Personal information
- Full name: Maxim Shmyrev
- Nationality: Russia
- Born: 30 November 1971 (age 54) Moscow, Soviet Union (today as Russia)

Sport
- Sport: Table tennis
- Playing style: Offensive, two-wing looper

Medal record
Men's table tennis
Representing Russia
European Championships
| Bronze medal – third place | 1996 Bratislava | Mixed |
Table Tennis Russian Championships
| Gold medal – first place | 1992,1994,1996,1999,2000 | Singles |
| Gold medal – first place | 2002 | Doubles |
| Gold medal – first place | 1992,1993,1995,1997,2000,2002 | Mixed Doubles |

= Maxim Shmyrev =

Russian table tennis player

Maxim Shmyrev (born 30 November 1971) is a male table tennis player from Moscow, Russia. He is a multiple Russian National Champion in table tennis, winning Men Singles title five times.
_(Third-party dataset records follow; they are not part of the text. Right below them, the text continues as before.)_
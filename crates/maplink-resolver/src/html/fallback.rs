//! Single-shot extractors tried when candidate scoring finds nothing.

use std::sync::LazyLock;

use percent_encoding::percent_decode_str;
use regex::Regex;
use reqwest::Url;

use crate::opaque::is_place_id;

static CANONICAL_RE: LazyLock<Regex> = LazyLock::new(|| {
    Regex::new(r#"(?i)<link[^>]+rel=["']canonical["'][^>]+href=["']([^"']+)["']"#)
        .expect("valid regex")
});
static AL_ANDROID_RE: LazyLock<Regex> = LazyLock::new(|| {
    Regex::new(r#"(?i)<meta[^>]+property=["']al:android:url["'][^>]+content=["']([^"']+)["']"#)
        .expect("valid regex")
});
static AL_IOS_RE: LazyLock<Regex> = LazyLock::new(|| {
    Regex::new(r#"(?i)<meta[^>]+property=["']al:ios:url["'][^>]+content=["']([^"']+)["']"#)
        .expect("valid regex")
});
static LOCATION_ABSOLUTE_RE: LazyLock<Regex> = LazyLock::new(|| {
    Regex::new(r#"(?i)(?:window\.)?location(?:\.href)?\s*=\s*['"](https?://[^"']+)['"]"#)
        .expect("valid regex")
});
static LOCATION_RELATIVE_RE: LazyLock<Regex> = LazyLock::new(|| {
    Regex::new(r#"(?i)(?:window\.)?location(?:\.href)?\s*=\s*['"]((?:/|\.{1,2}/)[^"']+)['"]"#)
        .expect("valid regex")
});
static QUERY_PLACE_ID_RE: LazyLock<Regex> = LazyLock::new(|| {
    Regex::new(r#"(?i)query_place_id=([^&"'<>\s]+)"#).expect("valid regex")
});
static PLACE_ID_TOKEN_RE: LazyLock<Regex> = LazyLock::new(|| {
    Regex::new(r"(?i)place_id(?:%3A|:)(ChI[0-9A-Za-z_-]+)").expect("valid regex")
});
static DATA_PLACE_ID_RE: LazyLock<Regex> =
    LazyLock::new(|| Regex::new(r"!1s([^!]+)").expect("valid regex"));

/// `<link rel="canonical" href="…">` target.
#[must_use]
pub fn extract_canonical(html: &str) -> Option<String> {
    CANONICAL_RE
        .captures(html)
        .map(|caps| caps[1].to_string())
}

/// App-link meta target, Android first, kept only when it points at `/maps`.
#[must_use]
pub fn extract_app_link(html: &str) -> Option<String> {
    [&*AL_ANDROID_RE, &*AL_IOS_RE].into_iter().find_map(|re| {
        re.captures(html)
            .map(|caps| caps[1].to_string())
            .filter(|url| url.contains("/maps"))
    })
}

/// Target of an inline `window.location[.href] = '…'` assignment.
///
/// Absolute targets win over relative ones; relative targets are resolved
/// against `base_url`. An unresolvable target is returned verbatim.
#[must_use]
pub fn extract_location_assignment(html: &str, base_url: &str) -> Option<String> {
    let target = LOCATION_ABSOLUTE_RE
        .captures(html)
        .or_else(|| LOCATION_RELATIVE_RE.captures(html))
        .map(|caps| caps[1].to_string())?;
    let resolved = Url::parse(base_url)
        .and_then(|base| base.join(&target))
        .map_or(target, String::from);
    Some(resolved)
}

/// A `ChI…` place ID embedded anywhere in the page.
#[must_use]
pub fn extract_place_id_from_html(html: &str) -> Option<String> {
    if let Some(caps) = QUERY_PLACE_ID_RE.captures(html) {
        let raw = &caps[1];
        return Some(
            percent_decode_str(raw)
                .decode_utf8()
                .map_or_else(|_| raw.to_string(), std::borrow::Cow::into_owned),
        );
    }
    if let Some(caps) = PLACE_ID_TOKEN_RE.captures(html) {
        return Some(caps[1].to_string());
    }
    let caps = DATA_PLACE_ID_RE.captures(html)?;
    let decoded = percent_decode_str(&caps[1]).decode_utf8().ok()?;
    is_place_id(&decoded).then(|| decoded.into_owned())
}

#[cfg(test)]
mod tests {
    use super::*;

    #[test]
    fn reads_canonical_link() {
        let html = r#"<link rel="canonical" href="https://www.google.com/maps/place/Canon">"#;
        assert_eq!(
            extract_canonical(html).as_deref(),
            Some("https://www.google.com/maps/place/Canon")
        );
        assert_eq!(extract_canonical("<p>none</p>"), None);
    }

    #[test]
    fn app_link_prefers_android_and_requires_maps() {
        let html = concat!(
            r#"<meta property="al:ios:url" content="comgooglemaps://maps/place/Ios">"#,
            r#"<meta property="al:android:url" content="intent://maps/place/Android">"#,
        );
        assert_eq!(
            extract_app_link(html).as_deref(),
            Some("intent://maps/place/Android")
        );

        let html = r#"<meta property="al:android:url" content="intent://other">"#;
        assert_eq!(extract_app_link(html), None);
    }

    #[test]
    fn location_assignment_absolute_and_relative() {
        let html = r#"<script>window.location.href = "https://www.google.com/maps/place/Abs";</script>"#;
        assert_eq!(
            extract_location_assignment(html, "https://maps.app.goo.gl/x").as_deref(),
            Some("https://www.google.com/maps/place/Abs")
        );

        let html = r"<script>location = '/maps/place/Rel';</script>";
        assert_eq!(
            extract_location_assignment(html, "https://www.google.com/start").as_deref(),
            Some("https://www.google.com/maps/place/Rel")
        );

        assert_eq!(extract_location_assignment("<p/>", "https://x.test/"), None);
    }

    #[test]
    fn place_id_sources_in_order() {
        assert_eq!(
            extract_place_id_from_html("…?api=1&query_place_id=ChIJabc%2D123&x").as_deref(),
            Some("ChIJabc-123")
        );
        assert_eq!(
            extract_place_id_from_html(r#"{"ref":"place_id:ChIJxyz_9"}"#).as_deref(),
            Some("ChIJxyz_9")
        );
        assert_eq!(
            extract_place_id_from_html("data=!4m2!1sChIJdata42!2m1").as_deref(),
            Some("ChIJdata42")
        );
        assert_eq!(extract_place_id_from_html("data=!1s0x47e66e:0x8ddca!2m1"), None);
    }
}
He is also a three-times world champion of ping-pong (sandpaper), having won the first three world championships in that discipline, from 2011 to 2014.

==Career==
In February 2011, he participated in an inaugural World Championship of Ping Pong held in Las Vegas, USA. In the final match he defeated Ernesto Ebuen from Philippines 3–1. Then in 2012 he was once again selected (as part of the Russian team) to play at the second worlds championship held in London, UK. He went undefeated again, winning his very tough final match vs Sule Olaleye from Nigeria with the score of 3–2. In January 2014 he easily defeated 3-0 Ilija Lupulesku (United States) in the final of the third WCPP. However, in the fourth WCPP held at the same location in January 2015 he lost his semifinal match to the eventual winner Andrew Baggaley.

He is also very active in table tennis administration and currently sits on the board of Russian Table Tennis Federation, also being its vice-president.